Samurai Wolf, 1h15m (Hideo Gosha, 1966): 4/5
A charismatic lead samurai character (who inspired a sequel), and a large cast of other folks with grudges to resolve through ample action sequences—all in 75 minutes. Here the framing stays close in on the characters, trapping them in a mise en scéne that seems to deny their need to swing their huge swords around in their usual fetishistically ritualized way.
The Jack Spring Break Film Fest
Jack is 10 this month, and I have discovered yet again that if you show these films to a person his age, they completely slay. This will be a continuing series.
Die Hard, rw (John McTiernan, 1988): 5/5 (Jack's new self-avowed favorite movie)
Terminator 2: Judgement Day, rw (James Cameron, 1991): 5/5
The Road Warrior, rw (George Miller, 1981): 5/5 (Demonstrating excellent taste, Jack preferred this to Fury Road.)
Mad Max: Fury Road, rw (George Miller, 2015): 4/5
1941, rw (Steven Spielberg, 1979): 4/5
Close Encounters of the Third Kind, rw (Steven Spielberg, 1977): 5/5
Bi Gan Film Fest
In the conversation with Weerasethakul and Tarkovsky.
South, 17m (Bi Gan, 2010): 3.5/5
Bi Gan’s student film. His interest in fans and journeys by train, mirrors, TVs, clocks, clouds, mysteries, cigarettes, precious objects like instruments or tapestries or very old books—and other pools of feeling—begins here and radiates outwards.
The Poet and Singer, 22m (Bi Gan, 2012): 3.5/5
Relaxed, beautiful, and mundane surrealism. A journey upriver with abstract text opening up a world of emotional possibilities.
Kaili Blues (Bi Gan, 2015): 5/5
A beautiful, gently surreal, glide-y travelogue of a lush Chinese river valley, haunted by aging mopeds, children and brothers both sold and cherished, and rusting corrugated metal.

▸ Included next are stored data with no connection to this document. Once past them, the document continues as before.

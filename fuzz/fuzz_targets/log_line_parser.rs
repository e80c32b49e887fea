#![no_main]

use libfuzzer_sys::fuzz_target;
use trial_analyzer::event::parse_line;

fuzz_target!(|data: &[u8]| {
    if let Ok(line) = std::str::from_utf8(data) {
        // Any line is either an event, ignored, or a parse error; never a panic
        if let Ok(Some(event)) = parse_line(line) {
            let _ = event.timestamp();
            let _ = event.sample_kind();
        }
    }
});
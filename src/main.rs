use std::process::ExitCode;
use std::sync::Arc;

use log::error;

use xmpp_research_proxy::config::{Cli, DEFAULT_THRESHOLD};
use xmpp_research_proxy::connection::ConnectionConfig;
use xmpp_research_proxy::hook::IdentityHook;
use xmpp_research_proxy::{listener, tls};

#[tokio::main]
async fn main() -> ExitCode {
    env_logger::init();

    let cli = Cli::from_args();
    if let Err(e) = cli.validate() {
        error!("{}", e);
        return ExitCode::FAILURE;
    }

    let acceptor = match tls::load_server_acceptor(&cli.cert) {
        Ok(acceptor) => acceptor,
        Err(e) => {
            error!("failed to load server certificate: {}", e);
            return ExitCode::FAILURE;
        }
    };

    let connector = match tls::upstream_connector() {
        Ok(connector) => connector,
        Err(e) => {
            error!("failed to build upstream TLS connector: {}", e);
            return ExitCode::FAILURE;
        }
    };

    let config = ConnectionConfig {
        target_host: cli.target_address.clone(),
        target_port: cli.target_port,
        threshold: DEFAULT_THRESHOLD,
        client_hook: Arc::new(|| Box::new(IdentityHook)),
        server_hook: Arc::new(|| Box::new(IdentityHook)),
    };

    match listener::serve(
        (cli.listen_address.clone(), cli.listen_port),
        acceptor,
        connector,
        config,
    )
    .await
    {
        Ok(()) => ExitCode::SUCCESS,
        Err(e) => {
            error!("listener failed: {}", e);
            ExitCode::FAILURE
        }
    }
}
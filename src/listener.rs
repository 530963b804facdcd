//! TLS accept loop: binds the configured listen address, and spawns one
//! connection task per accepted socket.

use log::{error, info, warn};
use tokio::net::TcpListener;
use tokio_native_tls::{TlsAcceptor, TlsConnector};

use crate::connection::{self, ConnectionConfig};
use crate::error::Error;

/// Bind `listen_addr` and accept connections forever, handing each one
/// off to [`connection::run`] on its own task.
///
/// Per-connection failures (a bad handshake, a refused accept) are
/// logged and do not bring the listener down; only a failure to bind
/// the listening socket itself is fatal.
pub async fn serve(
    listen_addr: (String, u16),
    acceptor: TlsAcceptor,
    connector: TlsConnector,
    config: ConnectionConfig,
) -> Result<(), Error> {
    let tcp_listener = TcpListener::bind((listen_addr.0.as_str(), listen_addr.1)).await?;
    info!("listening on {}:{}", listen_addr.0, listen_addr.1);

    loop {
        let (socket, peer) = match tcp_listener.accept().await {
            Ok(pair) => pair,
            Err(e) => {
                warn!("accept failed: {}", e);
                continue;
            }
        };

        let acceptor = acceptor.clone();
        let connector = connector.clone();
        let config = config.clone();

        tokio::spawn(async move {
            info!("accepted connection from {}", peer);
            match connection::accept_downstream(&acceptor, socket).await {
                Ok(downstream) => connection::run(downstream, config, connector).await,
                Err(e) => error!("handshake with {} failed: {}", peer, e),
            }
            info!("connection from {} closed", peer);
        });
    }
}

#[cfg(test)]
mod tests {
    use super::*;

    #[test]
    fn missing_cert_file_surfaces_as_config_error_before_binding() {
        let acceptor = crate::tls::load_server_acceptor(std::path::Path::new("/nonexistent"));
        assert!(acceptor.is_err());
    }
}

The amazing and emotional heart of the film is a massive, ravishing, funny, dreamy, astonishing, discursive, 41-minute unbroken-shot chunk of drama, through the forested countryside, with a slight-fisheye-lensed Steadicam zooming around, keeping up with cars and motorcycles, walking through buildings, across bridges, everywhere.
Long Day’s Journey into Night (Bi Gan, 2018): 2.5/5
Instructive to try to figure out why this film—the highest rated of Gan’s work on Letterboxd—didn’t really work for me. The tone is more moony, hewing closer to Wong Kar Wai’s gorgeous and inert Romanticism, and incorporating cool stylization and irony. Again we have a long one-er (this time in 3D, which is obviously lost to this home-viewer), but instead of an astounding feat of camera movement, most of it stalks our protagonist as he circles around and through a courtyard and the buildings that surround it—more like being trapped on a set, perhaps those in the titular O’Neill play that also features characters unable to re-capture old times.
A Short Story, 15m (Bi Gan, 2022): 3.5/5
Bi Gan asks himself, “What is the most precious thing in the world?” He mostly answers love and connection, but in the dreamiest way possible. I watched it three times in a row.